> [Problem description] Locate every line in the records below that holds the word "speaks" and return each one.

> [Exercise input]
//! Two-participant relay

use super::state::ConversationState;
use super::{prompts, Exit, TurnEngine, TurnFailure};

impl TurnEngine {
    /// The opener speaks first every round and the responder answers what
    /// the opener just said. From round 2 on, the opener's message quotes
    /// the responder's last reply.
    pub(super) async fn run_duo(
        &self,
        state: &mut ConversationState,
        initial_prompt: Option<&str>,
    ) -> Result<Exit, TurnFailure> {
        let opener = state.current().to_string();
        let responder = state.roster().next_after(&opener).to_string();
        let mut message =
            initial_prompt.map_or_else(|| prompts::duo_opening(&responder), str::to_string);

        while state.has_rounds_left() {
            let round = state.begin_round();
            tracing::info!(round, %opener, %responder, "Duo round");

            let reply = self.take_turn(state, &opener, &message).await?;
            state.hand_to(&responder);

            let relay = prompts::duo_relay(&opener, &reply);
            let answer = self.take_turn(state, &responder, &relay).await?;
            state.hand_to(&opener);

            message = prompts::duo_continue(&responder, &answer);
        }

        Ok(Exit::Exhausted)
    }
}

...

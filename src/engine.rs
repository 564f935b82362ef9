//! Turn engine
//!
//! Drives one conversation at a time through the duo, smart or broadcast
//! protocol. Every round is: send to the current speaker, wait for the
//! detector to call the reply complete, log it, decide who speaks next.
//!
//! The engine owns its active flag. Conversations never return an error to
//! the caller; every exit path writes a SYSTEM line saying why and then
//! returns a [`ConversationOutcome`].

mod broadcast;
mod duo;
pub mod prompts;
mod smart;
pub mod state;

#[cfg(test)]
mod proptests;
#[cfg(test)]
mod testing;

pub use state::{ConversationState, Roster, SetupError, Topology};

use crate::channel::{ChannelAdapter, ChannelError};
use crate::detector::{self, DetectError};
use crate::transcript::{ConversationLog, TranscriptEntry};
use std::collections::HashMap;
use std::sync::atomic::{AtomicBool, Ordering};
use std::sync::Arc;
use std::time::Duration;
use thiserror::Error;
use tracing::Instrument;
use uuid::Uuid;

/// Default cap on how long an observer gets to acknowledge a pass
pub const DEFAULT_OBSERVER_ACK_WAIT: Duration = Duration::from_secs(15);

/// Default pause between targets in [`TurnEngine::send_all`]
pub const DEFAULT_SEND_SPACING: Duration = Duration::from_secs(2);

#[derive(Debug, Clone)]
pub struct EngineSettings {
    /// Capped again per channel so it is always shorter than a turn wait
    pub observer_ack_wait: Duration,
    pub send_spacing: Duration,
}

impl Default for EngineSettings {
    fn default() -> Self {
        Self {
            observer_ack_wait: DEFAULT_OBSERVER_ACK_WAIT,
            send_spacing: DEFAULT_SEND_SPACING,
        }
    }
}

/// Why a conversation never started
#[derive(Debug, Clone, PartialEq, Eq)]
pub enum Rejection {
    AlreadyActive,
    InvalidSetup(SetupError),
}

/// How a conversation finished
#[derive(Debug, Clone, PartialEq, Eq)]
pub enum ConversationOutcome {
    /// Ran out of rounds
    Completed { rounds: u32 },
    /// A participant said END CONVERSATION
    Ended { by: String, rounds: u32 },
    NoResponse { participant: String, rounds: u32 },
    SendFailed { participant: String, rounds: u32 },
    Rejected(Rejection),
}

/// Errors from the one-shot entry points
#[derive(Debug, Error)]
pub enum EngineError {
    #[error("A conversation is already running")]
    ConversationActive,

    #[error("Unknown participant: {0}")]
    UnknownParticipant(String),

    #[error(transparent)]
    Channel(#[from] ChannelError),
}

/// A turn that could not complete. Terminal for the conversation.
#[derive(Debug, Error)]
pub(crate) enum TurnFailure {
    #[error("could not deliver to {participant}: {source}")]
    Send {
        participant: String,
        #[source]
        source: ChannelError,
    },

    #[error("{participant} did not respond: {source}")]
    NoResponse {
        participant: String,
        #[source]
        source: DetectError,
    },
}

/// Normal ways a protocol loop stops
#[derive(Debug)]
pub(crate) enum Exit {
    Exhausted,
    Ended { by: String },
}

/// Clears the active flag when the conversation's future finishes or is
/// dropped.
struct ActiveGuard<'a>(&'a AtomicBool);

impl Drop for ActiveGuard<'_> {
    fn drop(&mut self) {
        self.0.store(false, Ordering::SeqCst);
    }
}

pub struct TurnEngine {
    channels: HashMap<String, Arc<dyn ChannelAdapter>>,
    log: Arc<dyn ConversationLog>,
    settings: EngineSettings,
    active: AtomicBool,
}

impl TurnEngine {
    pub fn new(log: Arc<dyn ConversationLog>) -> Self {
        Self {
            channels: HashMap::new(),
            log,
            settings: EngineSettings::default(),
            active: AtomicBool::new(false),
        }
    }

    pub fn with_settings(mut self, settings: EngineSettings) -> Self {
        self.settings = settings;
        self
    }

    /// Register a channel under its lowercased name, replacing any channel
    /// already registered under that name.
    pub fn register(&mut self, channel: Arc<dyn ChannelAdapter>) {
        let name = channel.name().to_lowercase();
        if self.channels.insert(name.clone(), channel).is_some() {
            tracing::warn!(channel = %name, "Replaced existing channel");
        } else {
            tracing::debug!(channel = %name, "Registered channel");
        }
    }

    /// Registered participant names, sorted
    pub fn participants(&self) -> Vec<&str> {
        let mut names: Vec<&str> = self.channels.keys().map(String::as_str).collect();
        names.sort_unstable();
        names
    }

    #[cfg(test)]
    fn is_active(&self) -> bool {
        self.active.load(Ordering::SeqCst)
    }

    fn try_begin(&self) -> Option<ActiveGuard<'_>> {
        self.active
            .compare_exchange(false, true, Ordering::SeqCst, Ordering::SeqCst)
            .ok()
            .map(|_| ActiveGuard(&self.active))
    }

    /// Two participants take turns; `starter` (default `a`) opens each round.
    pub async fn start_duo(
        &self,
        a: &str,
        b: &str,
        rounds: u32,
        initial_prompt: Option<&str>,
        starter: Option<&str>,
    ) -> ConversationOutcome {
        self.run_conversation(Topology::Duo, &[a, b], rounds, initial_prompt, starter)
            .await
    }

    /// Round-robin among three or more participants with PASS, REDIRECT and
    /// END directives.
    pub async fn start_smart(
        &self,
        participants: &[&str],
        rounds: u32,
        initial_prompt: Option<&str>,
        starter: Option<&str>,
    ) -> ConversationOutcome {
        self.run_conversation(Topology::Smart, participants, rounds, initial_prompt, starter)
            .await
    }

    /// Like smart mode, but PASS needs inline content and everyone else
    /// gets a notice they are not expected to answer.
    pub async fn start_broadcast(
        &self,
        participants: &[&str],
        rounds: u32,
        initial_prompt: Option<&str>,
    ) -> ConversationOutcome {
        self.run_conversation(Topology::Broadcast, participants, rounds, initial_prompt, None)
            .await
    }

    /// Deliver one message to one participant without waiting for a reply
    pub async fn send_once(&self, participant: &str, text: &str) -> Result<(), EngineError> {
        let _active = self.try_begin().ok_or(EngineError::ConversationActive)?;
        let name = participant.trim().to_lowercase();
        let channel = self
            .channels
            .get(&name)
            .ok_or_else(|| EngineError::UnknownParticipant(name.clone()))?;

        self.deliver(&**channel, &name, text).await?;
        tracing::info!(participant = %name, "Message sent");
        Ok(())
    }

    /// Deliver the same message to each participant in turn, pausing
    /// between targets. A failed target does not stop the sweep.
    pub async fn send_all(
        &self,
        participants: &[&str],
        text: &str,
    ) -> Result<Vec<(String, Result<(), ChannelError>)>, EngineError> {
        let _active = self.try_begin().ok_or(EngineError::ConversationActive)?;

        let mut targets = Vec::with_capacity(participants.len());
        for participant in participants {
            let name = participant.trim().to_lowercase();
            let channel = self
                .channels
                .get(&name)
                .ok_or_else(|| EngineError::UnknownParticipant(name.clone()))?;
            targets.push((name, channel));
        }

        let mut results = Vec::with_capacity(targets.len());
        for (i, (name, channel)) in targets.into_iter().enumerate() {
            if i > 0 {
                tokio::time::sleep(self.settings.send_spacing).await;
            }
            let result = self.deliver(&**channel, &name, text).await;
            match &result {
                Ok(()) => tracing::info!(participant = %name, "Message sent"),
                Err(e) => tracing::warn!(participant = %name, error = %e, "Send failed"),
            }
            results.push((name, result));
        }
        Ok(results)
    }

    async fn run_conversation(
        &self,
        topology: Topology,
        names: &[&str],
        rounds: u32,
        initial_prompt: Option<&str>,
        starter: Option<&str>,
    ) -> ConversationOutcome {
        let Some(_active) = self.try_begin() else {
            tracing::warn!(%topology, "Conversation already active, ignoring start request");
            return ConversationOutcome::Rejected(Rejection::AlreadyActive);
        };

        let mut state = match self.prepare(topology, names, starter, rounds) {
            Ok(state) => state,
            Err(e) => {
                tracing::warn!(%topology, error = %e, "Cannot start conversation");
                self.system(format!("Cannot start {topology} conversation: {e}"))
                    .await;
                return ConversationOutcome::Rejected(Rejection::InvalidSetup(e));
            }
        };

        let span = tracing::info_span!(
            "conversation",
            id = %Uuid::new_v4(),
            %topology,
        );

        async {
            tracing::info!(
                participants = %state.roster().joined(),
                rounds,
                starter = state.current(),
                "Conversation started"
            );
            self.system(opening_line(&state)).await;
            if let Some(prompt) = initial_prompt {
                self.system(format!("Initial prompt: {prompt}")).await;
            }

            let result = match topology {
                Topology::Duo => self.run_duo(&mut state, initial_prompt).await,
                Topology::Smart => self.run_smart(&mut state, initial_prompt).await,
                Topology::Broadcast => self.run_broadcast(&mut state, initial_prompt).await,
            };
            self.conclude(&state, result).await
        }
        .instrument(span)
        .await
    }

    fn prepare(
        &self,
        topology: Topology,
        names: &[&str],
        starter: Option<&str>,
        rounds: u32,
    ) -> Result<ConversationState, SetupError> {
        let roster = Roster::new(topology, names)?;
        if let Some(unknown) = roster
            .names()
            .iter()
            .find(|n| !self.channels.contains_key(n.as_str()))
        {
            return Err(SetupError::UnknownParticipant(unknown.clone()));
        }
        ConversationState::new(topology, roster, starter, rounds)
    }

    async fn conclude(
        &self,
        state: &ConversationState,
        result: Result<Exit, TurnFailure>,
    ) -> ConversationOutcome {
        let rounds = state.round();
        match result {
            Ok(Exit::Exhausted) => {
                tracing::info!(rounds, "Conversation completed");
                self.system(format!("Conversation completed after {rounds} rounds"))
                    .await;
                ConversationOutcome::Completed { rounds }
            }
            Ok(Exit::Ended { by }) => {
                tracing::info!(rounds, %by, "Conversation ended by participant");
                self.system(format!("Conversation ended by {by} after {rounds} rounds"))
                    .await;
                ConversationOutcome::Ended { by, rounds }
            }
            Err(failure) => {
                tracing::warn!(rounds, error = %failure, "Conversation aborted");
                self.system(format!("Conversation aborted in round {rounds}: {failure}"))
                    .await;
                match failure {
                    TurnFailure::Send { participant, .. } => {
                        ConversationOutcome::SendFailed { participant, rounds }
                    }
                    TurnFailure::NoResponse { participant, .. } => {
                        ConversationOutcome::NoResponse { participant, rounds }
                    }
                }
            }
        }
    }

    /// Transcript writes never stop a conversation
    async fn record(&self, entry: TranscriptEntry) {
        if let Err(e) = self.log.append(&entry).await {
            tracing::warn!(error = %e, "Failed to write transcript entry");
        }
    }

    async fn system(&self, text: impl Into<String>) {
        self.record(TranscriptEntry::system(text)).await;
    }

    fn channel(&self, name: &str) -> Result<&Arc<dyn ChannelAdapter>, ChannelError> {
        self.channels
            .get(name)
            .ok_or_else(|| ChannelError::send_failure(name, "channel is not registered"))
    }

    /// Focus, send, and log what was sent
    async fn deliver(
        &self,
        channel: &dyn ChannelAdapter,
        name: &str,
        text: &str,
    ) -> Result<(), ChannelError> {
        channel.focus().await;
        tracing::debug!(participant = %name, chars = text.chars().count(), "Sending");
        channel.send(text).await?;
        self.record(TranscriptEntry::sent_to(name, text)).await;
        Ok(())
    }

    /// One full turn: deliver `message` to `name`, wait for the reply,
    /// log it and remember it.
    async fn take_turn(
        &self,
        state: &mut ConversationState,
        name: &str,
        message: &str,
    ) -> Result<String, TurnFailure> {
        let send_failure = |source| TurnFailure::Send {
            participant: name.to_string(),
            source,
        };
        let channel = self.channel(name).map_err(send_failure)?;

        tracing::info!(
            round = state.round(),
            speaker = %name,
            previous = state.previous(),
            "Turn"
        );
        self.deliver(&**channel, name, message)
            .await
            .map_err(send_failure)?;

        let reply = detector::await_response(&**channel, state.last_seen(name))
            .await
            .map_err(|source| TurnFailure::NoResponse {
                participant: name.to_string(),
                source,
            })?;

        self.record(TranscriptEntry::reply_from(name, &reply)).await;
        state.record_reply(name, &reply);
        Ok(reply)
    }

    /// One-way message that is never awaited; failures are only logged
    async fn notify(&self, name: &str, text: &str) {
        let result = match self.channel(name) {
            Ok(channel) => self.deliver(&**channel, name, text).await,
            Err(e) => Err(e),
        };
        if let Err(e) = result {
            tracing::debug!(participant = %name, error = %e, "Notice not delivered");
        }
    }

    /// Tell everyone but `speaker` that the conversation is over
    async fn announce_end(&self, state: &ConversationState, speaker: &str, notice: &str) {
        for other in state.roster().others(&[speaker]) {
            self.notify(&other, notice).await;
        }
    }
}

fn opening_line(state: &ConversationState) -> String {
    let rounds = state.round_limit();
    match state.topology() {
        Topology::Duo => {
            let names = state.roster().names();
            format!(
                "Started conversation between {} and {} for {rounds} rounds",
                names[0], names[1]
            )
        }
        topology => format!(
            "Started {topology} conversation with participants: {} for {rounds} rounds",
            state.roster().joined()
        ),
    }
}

> [Your solution]
    /// The opener speaks first every round and the responder answers what
//! detector to call the reply complete, log it, decide who speaks next.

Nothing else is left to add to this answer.